Even worse, decommissioning costs will stretch into the future in a remorseless way, making the open and honest acceptance of realistic cost scenarios for the nuclear exit strategy very difficult. This has already and strongly impacted the response, or rather non-response of German utility companies, all of which ar exposed to the "wall of fear" of decommissioning costs.

THE FINANCING CHALLENGE
For German power companies and their related power sector corporate allies, and for the state and local governments the challenge of financing the nuclear exit strategy is massive. The power companies have made this clear in several ways, since May.
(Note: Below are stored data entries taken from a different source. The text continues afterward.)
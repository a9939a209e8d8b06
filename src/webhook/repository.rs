//! Durable storage for webhooks and their deliveries.

use super::types::{Delivery, DeliveryStatus, Webhook};
use crate::error::{GatekeeperError, Result};
use async_trait::async_trait;
use chrono::{DateTime, Utc};
use std::collections::HashMap;
use std::sync::{Arc, Mutex, MutexGuard};
use uuid::Uuid;

#[async_trait]
pub trait WebhookRepository: Send + Sync {
    async fn save_webhook(&self, webhook: &Webhook) -> Result<()>;

    async fn get_webhook(&self, id: Uuid) -> Result<Option<Webhook>>;

    async fn list_webhooks(&self) -> Result<Vec<Webhook>>;

    /// Removes the webhook together with all of its deliveries.
    async fn delete_webhook(&self, id: Uuid) -> Result<bool>;

    async fn insert_delivery(&self, delivery: &Delivery) -> Result<()>;

    async fn get_delivery(&self, id: Uuid) -> Result<Option<Delivery>>;

    /// Writes the outcome of an attempt made under a claim.
    async fn save_delivery(&self, delivery: &Delivery) -> Result<()>;

    /// Atomically moves a delivery to `in_progress` when it is pending and
    /// due at `now`, or when its previous claim is older than `stale_before`.
    /// Returns the claimed record, or `None` when someone else holds it or
    /// nothing is due.
    async fn claim_delivery(
        &self,
        id: Uuid,
        now: DateTime<Utc>,
        stale_before: DateTime<Utc>,
    ) -> Result<Option<Delivery>>;

    /// Ids of up to `limit` deliveries a sweep may claim, oldest schedule first.
    async fn due_deliveries(
        &self,
        now: DateTime<Utc>,
        stale_before: DateTime<Utc>,
        limit: usize,
    ) -> Result<Vec<Uuid>>;

    /// Most recent deliveries of one webhook, newest first.
    async fn deliveries_for_webhook(&self, webhook_id: Uuid, limit: usize) -> Result<Vec<Delivery>>;
}

#[derive(Debug, Default)]
struct Records {
    webhooks: HashMap<Uuid, Webhook>,
    deliveries: HashMap<Uuid, Delivery>,
}

/// Single-process repository; one mutex makes claims atomic.
#[derive(Debug, Clone, Default)]
pub struct MemoryWebhookRepository {
    records: Arc<Mutex<Records>>,
}

impl MemoryWebhookRepository {
    pub fn new() -> Self {
        Self::default()
    }

    fn records(&self) -> Result<MutexGuard<'_, Records>> {
        self.records.lock().map_err(|_| {
            GatekeeperError::Internal("Failed to acquire webhook repository lock".to_string())
        })
    }
}

#[async_trait]
impl WebhookRepository for MemoryWebhookRepository {
    async fn save_webhook(&self, webhook: &Webhook) -> Result<()> {
        self.records()?.webhooks.insert(webhook.id, webhook.clone());
        Ok(())
    }

    async fn get_webhook(&self, id: Uuid) -> Result<Option<Webhook>> {
        Ok(self.records()?.webhooks.get(&id).cloned())
    }

    async fn list_webhooks(&self) -> Result<Vec<Webhook>> {
        let mut webhooks: Vec<Webhook> = self.records()?.webhooks.values().cloned().collect();
        webhooks.sort_by(|a, b| a.created_at.cmp(&b.created_at));
        Ok(webhooks)
    }

    async fn delete_webhook(&self, id: Uuid) -> Result<bool> {
        let mut records = self.records()?;
        let removed = records.webhooks.remove(&id).is_some();
        records.deliveries.retain(|_, delivery| delivery.webhook_id != id);
        Ok(removed)
    }

    async fn insert_delivery(&self, delivery: &Delivery) -> Result<()> {
        self.records()?
            .deliveries
            .insert(delivery.id, delivery.clone());
        Ok(())
    }

    async fn get_delivery(&self, id: Uuid) -> Result<Option<Delivery>> {
        Ok(self.records()?.deliveries.get(&id).cloned())
    }

    async fn save_delivery(&self, delivery: &Delivery) -> Result<()> {
        let mut records = self.records()?;
        // Deleted together with its webhook while the attempt was in flight.
        if !records.deliveries.contains_key(&delivery.id) {
            return Ok(());
        }
        records.deliveries.insert(delivery.id, delivery.clone());
        Ok(())
    }

    async fn claim_delivery(
        &self,
        id: Uuid,
        now: DateTime<Utc>,
        stale_before: DateTime<Utc>,
    ) -> Result<Option<Delivery>> {
        let mut records = self.records()?;
        let Some(delivery) = records.deliveries.get_mut(&id) else {
            return Ok(None);
        };
        if !delivery.is_due(now) && !delivery.is_stale_claim(stale_before) {
            return Ok(None);
        }
        delivery.status = DeliveryStatus::InProgress;
        delivery.claimed_at = Some(now);
        Ok(Some(delivery.clone()))
    }

    async fn due_deliveries(
        &self,
        now: DateTime<Utc>,
        stale_before: DateTime<Utc>,
        limit: usize,
    ) -> Result<Vec<Uuid>> {
        let records = self.records()?;
        let mut due: Vec<(DateTime<Utc>, Uuid)> = records
            .deliveries
            .values()
            .filter(|d| d.is_due(now) || d.is_stale_claim(stale_before))
            .map(|d| (d.next_retry_at.or(d.claimed_at).unwrap_or(d.created_at), d.id))
            .collect();
        due.sort();
        Ok(due.into_iter().take(limit).map(|(_, id)| id).collect())
    }

    async fn deliveries_for_webhook(&self, webhook_id: Uuid, limit: usize) -> Result<Vec<Delivery>> {
        let records = self.records()?;
        let mut deliveries: Vec<Delivery> = records
            .deliveries
            .values()
            .filter(|d| d.webhook_id == webhook_id)
            .cloned()
            .collect();
        deliveries.sort_by(|a, b| b.created_at.cmp(&a.created_at));
        deliveries.truncate(limit);
        Ok(deliveries)
    }
}

#[cfg(test)]
mod tests {
    use super::*;
    use chrono::Duration;

    fn webhook(now: DateTime<Utc>) -> Webhook {
        Webhook {
            id: Uuid::new_v4(),
            url: "https://example.com/hook".into(),
            events: ["settings.updated".to_string()].into_iter().collect(),
            secret: "secret".into(),
            active: true,
            created_at: now,
            updated_at: now,
        }
    }

    #[tokio::test]
    async fn test_claim_is_exclusive() {
        let repo = MemoryWebhookRepository::new();
        let now = Utc::now();
        let hook = webhook(now);
        repo.save_webhook(&hook).await.unwrap();
        let delivery = Delivery::new(hook.id, "settings.updated", "{}".into(), now);
        repo.insert_delivery(&delivery).await.unwrap();

        let stale_before = now - Duration::seconds(120);
        let first = repo.claim_delivery(delivery.id, now, stale_before).await.unwrap();
        assert_eq!(first.unwrap().status, DeliveryStatus::InProgress);
        assert!(repo
            .claim_delivery(delivery.id, now, stale_before)
            .await
            .unwrap()
            .is_none());

        // A claim older than the lease can be taken over.
        let later = now + Duration::seconds(121);
        let reclaimed = repo
            .claim_delivery(delivery.id, later, later - Duration::seconds(120))
            .await
            .unwrap();
        assert_eq!(reclaimed.unwrap().claimed_at, Some(later));
    }

    #[tokio::test]
    async fn test_due_deliveries_respect_schedule() {
        let repo = MemoryWebhookRepository::new();
        let now = Utc::now();
        let hook = webhook(now);
        repo.save_webhook(&hook).await.unwrap();

        let ready = Delivery::new(hook.id, "settings.updated", "{}".into(), now);
        let mut later = Delivery::new(hook.id, "settings.updated", "{}".into(), now);
        later.next_retry_at = Some(now + Duration::seconds(60));
        let mut done = Delivery::new(hook.id, "settings.updated", "{}".into(), now);
        done.status = DeliveryStatus::Success;
        for d in [&ready, &later, &done] {
            repo.insert_delivery(d).await.unwrap();
        }

        let stale_before = now - Duration::seconds(120);
        assert_eq!(
            repo.due_deliveries(now, stale_before, 10).await.unwrap(),
            vec![ready.id]
        );
        assert_eq!(repo.due_deliveries(now, stale_before, 0).await.unwrap().len(), 0);
        let in_a_minute = now + Duration::seconds(60);
        assert_eq!(
            repo.due_deliveries(in_a_minute, stale_before, 10)
                .await
                .unwrap()
                .len(),
            2
        );
    }

    #[tokio::test]
    async fn test_delete_webhook_removes_deliveries() {
        let repo = MemoryWebhookRepository::new();
        let now = Utc::now();
        let hook = webhook(now);
        repo.save_webhook(&hook).await.unwrap();
        let delivery = Delivery::new(hook.id, "settings.updated", "{}".into(), now);
        repo.insert_delivery(&delivery).await.unwrap();

        assert!(repo.delete_webhook(hook.id).await.unwrap());
        assert!(repo.get_delivery(delivery.id).await.unwrap().is_none());
        assert!(repo.deliveries_for_webhook(hook.id, 10).await.unwrap().is_empty());
        assert!(!repo.delete_webhook(hook.id).await.unwrap());
    }
}
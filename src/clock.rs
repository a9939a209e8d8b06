//! Wall-clock source for durable timestamps.
//!
//! Webhook and delivery records carry absolute times (`created_at`,
//! `next_retry_at`) that must survive process restarts, so they are taken
//! from a [`Clock`] rather than the monotonic tokio clock the TTL store uses.

use chrono::{DateTime, Duration as ChronoDuration, Utc};
use std::sync::{Arc, Mutex};

pub trait Clock: Send + Sync {
    fn now(&self) -> DateTime<Utc>;
}

#[derive(Debug, Clone, Copy, Default)]
pub struct SystemClock;

impl Clock for SystemClock {
    fn now(&self) -> DateTime<Utc> {
        Utc::now()
    }
}

/// Clock that only moves when told to.
#[derive(Debug, Clone)]
pub struct ManualClock {
    now: Arc<Mutex<DateTime<Utc>>>,
}

impl ManualClock {
    pub fn new(start: DateTime<Utc>) -> Self {
        Self {
            now: Arc::new(Mutex::new(start)),
        }
    }

    pub fn advance(&self, by: std::time::Duration) {
        let by = ChronoDuration::from_std(by).unwrap_or(ChronoDuration::zero());
        let mut now = self.now.lock().unwrap_or_else(|poisoned| poisoned.into_inner());
        *now += by;
    }

    pub fn set(&self, to: DateTime<Utc>) {
        let mut now = self.now.lock().unwrap_or_else(|poisoned| poisoned.into_inner());
        *now = to;
    }
}

impl Clock for ManualClock {
    fn now(&self) -> DateTime<Utc> {
        *self.now.lock().unwrap_or_else(|poisoned| poisoned.into_inner())
    }
}
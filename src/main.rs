use anyhow::Result;
use clap::{Parser, Subcommand};
use gatekeeper::{Config, Gatekeeper};
use tokio::signal;
use tracing_subscriber::{layer::SubscriberExt, util::SubscriberInitExt};

#[derive(Parser)]
#[command(name = "gatekeeper", version, about = "Webhook delivery worker and store health check")]
struct Cli {
    #[command(subcommand)]
    command: Command,
}

#[derive(Subcommand)]
enum Command {
    /// Sweep pending deliveries and expired entries every SWEEP_INTERVAL_SECS until interrupted
    Run,
    /// Run a single sweep
    Sweep,
    /// Ping the store; exits non-zero when it is unreachable
    Check,
}

#[tokio::main]
async fn main() -> Result<()> {
    let cli = Cli::parse();

    // Load environment variables from .env file
    dotenv::dotenv().ok();

    let config = Config::from_env()
        .map_err(|e| anyhow::anyhow!("Failed to load configuration: {}", e))?;

    tracing_subscriber::registry()
        .with(
            tracing_subscriber::EnvFilter::try_from_default_env()
                .unwrap_or_else(|_| format!("gatekeeper={}", config.log_level).into()),
        )
        .with(tracing_subscriber::fmt::layer())
        .init();

    let gatekeeper = Gatekeeper::from_config(&config)
        .await
        .map_err(|e| anyhow::anyhow!("Failed to start: {}", e))?;

    match cli.command {
        Command::Run => run(&gatekeeper, &config).await,
        Command::Sweep => {
            let report = gatekeeper.sweep().await?;
            tracing::info!(?report, "Sweep complete");
            Ok(())
        }
        Command::Check => {
            let health = gatekeeper.health_check().await;
            tracing::info!(
                backend = %health.backend,
                status = %health.status,
                response_time_ms = health.store.response_time_ms,
                "Store health"
            );
            if !health.is_healthy() {
                anyhow::bail!(
                    "Store is unavailable: {}",
                    health.store.error.unwrap_or_default()
                );
            }
            Ok(())
        }
    }
}

async fn run(gatekeeper: &Gatekeeper, config: &Config) -> Result<()> {
    tracing::info!(
        backend = gatekeeper.backend(),
        interval_secs = config.sweep_interval_secs,
        "Starting delivery worker"
    );

    let mut ticker = tokio::time::interval(config.sweep_interval());
    ticker.set_missed_tick_behavior(tokio::time::MissedTickBehavior::Delay);
    let shutdown = shutdown_signal();
    tokio::pin!(shutdown);

    loop {
        tokio::select! {
            _ = &mut shutdown => break,
            _ = ticker.tick() => {
                if let Err(e) = gatekeeper.sweep().await {
                    tracing::error!(error = %e, "Sweep failed");
                }
            }
        }
    }

    tracing::info!("Delivery worker stopped");
    Ok(())
}

async fn shutdown_signal() {
    let ctrl_c = async {
        if let Err(e) = signal::ctrl_c().await {
            tracing::error!(error = %e, "Failed to install Ctrl+C handler");
            std::future::pending::<()>().await;
        }
    };

    #[cfg(unix)]
    let terminate = async {
        match signal::unix::signal(signal::unix::SignalKind::terminate()) {
            Ok(mut stream) => {
                stream.recv().await;
            }
            Err(e) => {
                tracing::error!(error = %e, "Failed to install signal handler");
                std::future::pending::<()>().await;
            }
        }
    };

    #[cfg(not(unix))]
    let terminate = std::future::pending::<()>();

    tokio::select! {
        _ = ctrl_c => {
            tracing::info!("Received Ctrl+C, initiating graceful shutdown");
        },
        _ = terminate => {
            tracing::info!("Received terminate signal, initiating graceful shutdown");
        },
    }
}
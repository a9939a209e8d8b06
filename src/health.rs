use crate::store::TtlStore;
use serde::{Deserialize, Serialize};
use std::time::{Instant, SystemTime};

#[derive(Debug, Clone, Serialize, Deserialize)]
pub struct HealthStatus {
    pub status: String,
    pub timestamp: u64,
    pub version: String,
    pub uptime_seconds: u64,
    pub backend: String,
    pub store: ServiceStatus,
}

#[derive(Debug, Clone, Serialize, Deserialize)]
pub struct ServiceStatus {
    pub status: String,
    pub response_time_ms: u64,
    pub error: Option<String>,
}

impl HealthStatus {
    pub fn is_healthy(&self) -> bool {
        self.status == "healthy"
    }
}

static START_TIME: std::sync::LazyLock<SystemTime> = std::sync::LazyLock::new(SystemTime::now);

/// Pings the store; every coordination primitive is unavailable without it.
pub async fn check(store: &dyn TtlStore, backend: &str) -> HealthStatus {
    let now = SystemTime::now();
    let uptime = now
        .duration_since(*START_TIME)
        .unwrap_or_default()
        .as_secs();

    let started = Instant::now();
    let store_status = match store.ping().await {
        Ok(()) => ServiceStatus {
            status: "healthy".to_string(),
            response_time_ms: started.elapsed().as_millis() as u64,
            error: None,
        },
        Err(e) => ServiceStatus {
            status: "unavailable".to_string(),
            response_time_ms: started.elapsed().as_millis() as u64,
            error: Some(e.to_string()),
        },
    };

    let overall = if store_status.error.is_none() {
        "healthy"
    } else {
        "unhealthy"
    };

    HealthStatus {
        status: overall.to_string(),
        timestamp: now
            .duration_since(SystemTime::UNIX_EPOCH)
            .unwrap_or_default()
            .as_secs(),
        version: env!("CARGO_PKG_VERSION").to_string(),
        uptime_seconds: uptime,
        backend: backend.to_string(),
        store: store_status,
    }
}
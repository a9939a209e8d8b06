use crate::error::{GatekeeperError, Result};
use crate::webhook::types::is_supported_event;
use serde::{Deserialize, Serialize};
use validator::Validate;

/// Body of a webhook registration.
#[derive(Debug, Clone, Default, Serialize, Deserialize, Validate)]
pub struct RegisterWebhook {
    #[validate(url(message = "must be a well-formed URL"))]
    pub url: String,

    #[validate(length(min = 1, message = "at least one event is required"))]
    pub events: Vec<String>,

    /// Generated when absent.
    #[validate(length(min = 16, max = 256, message = "secret must be 16 to 256 characters"))]
    pub secret: Option<String>,
}

impl RegisterWebhook {
    pub fn new(url: impl Into<String>, events: &[&str]) -> Self {
        Self {
            url: url.into(),
            events: events.iter().map(|e| e.to_string()).collect(),
            secret: None,
        }
    }

    pub fn with_secret(mut self, secret: impl Into<String>) -> Self {
        self.secret = Some(secret.into());
        self
    }

    pub fn check(&self) -> Result<()> {
        self.validate()?;
        check_scheme(&self.url)?;
        check_events(&self.events)
    }
}

/// Partial update; absent fields are left unchanged.
#[derive(Debug, Clone, Default, Serialize, Deserialize, Validate)]
pub struct UpdateWebhook {
    #[validate(url(message = "must be a well-formed URL"))]
    pub url: Option<String>,

    #[validate(length(min = 1, message = "at least one event is required"))]
    pub events: Option<Vec<String>>,
}

impl UpdateWebhook {
    pub fn check(&self) -> Result<()> {
        self.validate()?;
        if let Some(url) = &self.url {
            check_scheme(url)?;
        }
        if let Some(events) = &self.events {
            check_events(events)?;
        }
        Ok(())
    }
}

fn check_scheme(url: &str) -> Result<()> {
    if url.starts_with("http://") || url.starts_with("https://") {
        Ok(())
    } else {
        Err(GatekeeperError::Validation(format!(
            "Webhook URL must use http or https: {}",
            url
        )))
    }
}

fn check_events(events: &[String]) -> Result<()> {
    match events.iter().find(|event| !is_supported_event(event)) {
        Some(unknown) => Err(GatekeeperError::Validation(format!(
            "Unsupported event: {}",
            unknown
        ))),
        None => Ok(()),
    }
}

#[cfg(test)]
mod tests {
    use super::*;

    #[test]
    fn test_valid_registration() {
        let request = RegisterWebhook::new("https://example.com/hook", &["settings.updated"]);
        assert!(request.check().is_ok());
    }

    #[test]
    fn test_malformed_url_rejected() {
        let request = RegisterWebhook::new("not a url", &["settings.updated"]);
        assert!(matches!(request.check(), Err(GatekeeperError::Validation(_))));

        let ftp = RegisterWebhook::new("ftp://example.com/hook", &["settings.updated"]);
        assert!(matches!(ftp.check(), Err(GatekeeperError::Validation(_))));
    }

    #[test]
    fn test_events_must_be_known_and_present() {
        let unknown = RegisterWebhook::new("https://example.com/hook", &["user.deleted"]);
        let err = unknown.check().unwrap_err();
        assert!(err.to_string().contains("user.deleted"));

        let empty = RegisterWebhook::new("https://example.com/hook", &[]);
        assert!(empty.check().is_err());
    }

    #[test]
    fn test_short_secret_rejected() {
        let request =
            RegisterWebhook::new("https://example.com/hook", &["theme.changed"]).with_secret("short");
        assert!(request.check().is_err());
    }

    #[test]
    fn test_empty_update_is_valid() {
        assert!(UpdateWebhook::default().check().is_ok());
        let bad = UpdateWebhook {
            events: Some(vec!["nope".into()]),
            ..Default::default()
        };
        assert!(bad.check().is_err());
    }
}
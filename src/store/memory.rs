use super::{TtlStore, WindowIncrement};
use crate::error::{GatekeeperError, Result};
use async_trait::async_trait;
use std::collections::HashMap;
use std::sync::{Arc, Mutex, MutexGuard};
use std::time::Duration;
use tokio::time::Instant;

#[derive(Debug, Clone)]
struct Entry {
    value: String,
    expires_at: Option<Instant>,
}

impl Entry {
    fn is_live(&self, now: Instant) -> bool {
        self.expires_at.map_or(true, |at| at > now)
    }
}

/// Single-process store. One mutex guards the whole map, which makes every
/// operation atomic; expired entries are dropped lazily on access.
#[derive(Debug, Clone, Default)]
pub struct MemoryStore {
    entries: Arc<Mutex<HashMap<String, Entry>>>,
}

impl MemoryStore {
    pub fn new() -> Self {
        Self::default()
    }

    fn entries(&self) -> Result<MutexGuard<'_, HashMap<String, Entry>>> {
        self.entries
            .lock()
            .map_err(|_| GatekeeperError::Internal("Failed to acquire store lock".to_string()))
    }

    fn live<'a>(
        entries: &'a mut HashMap<String, Entry>,
        key: &str,
        now: Instant,
    ) -> Option<&'a mut Entry> {
        if entries.get(key).is_some_and(|entry| !entry.is_live(now)) {
            entries.remove(key);
        }
        entries.get_mut(key)
    }

    fn count(entries: &mut HashMap<String, Entry>, key: &str, now: Instant) -> Result<u64> {
        match Self::live(entries, key, now) {
            Some(entry) => entry.value.parse::<u64>().map_err(|_| {
                GatekeeperError::Store(format!("Counter '{}' holds a non-numeric value", key))
            }),
            None => Ok(0),
        }
    }
}

#[async_trait]
impl TtlStore for MemoryStore {
    async fn get(&self, key: &str) -> Result<Option<String>> {
        let now = Instant::now();
        let mut entries = self.entries()?;
        Ok(Self::live(&mut entries, key, now).map(|entry| entry.value.clone()))
    }

    async fn set(&self, key: &str, value: &str, ttl: Option<Duration>) -> Result<()> {
        let now = Instant::now();
        self.entries()?.insert(
            key.to_string(),
            Entry {
                value: value.to_string(),
                expires_at: ttl.map(|ttl| now + ttl),
            },
        );
        Ok(())
    }

    async fn create_if_absent(
        &self,
        key: &str,
        value: &str,
        ttl: Option<Duration>,
    ) -> Result<bool> {
        let now = Instant::now();
        let mut entries = self.entries()?;
        if Self::live(&mut entries, key, now).is_some() {
            return Ok(false);
        }
        entries.insert(
            key.to_string(),
            Entry {
                value: value.to_string(),
                expires_at: ttl.map(|ttl| now + ttl),
            },
        );
        Ok(true)
    }

    async fn delete(&self, key: &str) -> Result<bool> {
        let now = Instant::now();
        let mut entries = self.entries()?;
        Ok(entries.remove(key).is_some_and(|entry| entry.is_live(now)))
    }

    async fn compare_and_delete(&self, key: &str, expected: &str) -> Result<bool> {
        let now = Instant::now();
        let mut entries = self.entries()?;
        let owned = Self::live(&mut entries, key, now).is_some_and(|entry| entry.value == expected);
        if owned {
            entries.remove(key);
        }
        Ok(owned)
    }

    async fn ttl(&self, key: &str) -> Result<Option<Duration>> {
        let now = Instant::now();
        let mut entries = self.entries()?;
        Ok(Self::live(&mut entries, key, now)
            .and_then(|entry| entry.expires_at)
            .map(|at| at.saturating_duration_since(now)))
    }

    async fn compare_and_expire(&self, key: &str, expected: &str, ttl: Duration) -> Result<bool> {
        let now = Instant::now();
        let mut entries = self.entries()?;
        match Self::live(&mut entries, key, now) {
            Some(entry) if entry.value == expected => {
                entry.expires_at = Some(now + ttl);
                Ok(true)
            }
            _ => Ok(false),
        }
    }

    async fn increment_within(
        &self,
        keys: &[String],
        window: Duration,
        limit: u64,
    ) -> Result<WindowIncrement> {
        let now = Instant::now();
        let mut entries = self.entries()?;

        let mut counts = Vec::with_capacity(keys.len());
        for (index, key) in keys.iter().enumerate() {
            let count = Self::count(&mut entries, key, now)?;
            if count >= limit {
                return Ok(WindowIncrement::Rejected { index });
            }
            counts.push(count);
        }

        for (key, count) in keys.iter().zip(counts.iter_mut()) {
            *count += 1;
            let entry = entries.entry(key.clone()).or_insert_with(|| Entry {
                value: String::new(),
                expires_at: Some(now + window),
            });
            entry.value = count.to_string();
            if entry.expires_at.is_none() {
                entry.expires_at = Some(now + window);
            }
        }
        Ok(WindowIncrement::Admitted(counts))
    }

    async fn ping(&self) -> Result<()> {
        self.entries().map(|_| ())
    }

    async fn purge_expired(&self) -> Result<usize> {
        let now = Instant::now();
        let mut entries = self.entries()?;
        let before = entries.len();
        entries.retain(|_, entry| entry.is_live(now));
        Ok(before - entries.len())
    }
}
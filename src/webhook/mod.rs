//! Signed webhook delivery with retry and backoff.

pub mod backoff;
pub mod engine;
pub mod redis_repository;
pub mod repository;
pub mod signature;
pub mod transport;
pub mod types;

pub use backoff::RetryPolicy;
pub use engine::{WebhookConfig, WebhookEngine};
pub use redis_repository::RedisWebhookRepository;
pub use repository::{MemoryWebhookRepository, WebhookRepository};
pub use transport::{DeliveryMode, HttpResponse, HttpTransport, ReqwestTransport};
pub use types::{Delivery, DeliveryStatus, SweepReport, Webhook, SUPPORTED_EVENTS};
In particular, the outgoing CEO of RWE, Juergen Grossman, nicknamed "Nuclear Rambo" in Berlin political circles has railed against Angela Markel's political decision to completely abandon nuclear power. Since May, apart from effectively freezing all decisions to build new coal- and gas-fired plants, plans are either delayed or frozen on at least one-half of projects to expand Germany's national grid of transmission lines, transformer substations, pylons and control infrastructure. This has already pushed Germany's power network to the “edge of its capacity,” according to the Bonn-based regulator Bundesnetzagentur in a late November statement.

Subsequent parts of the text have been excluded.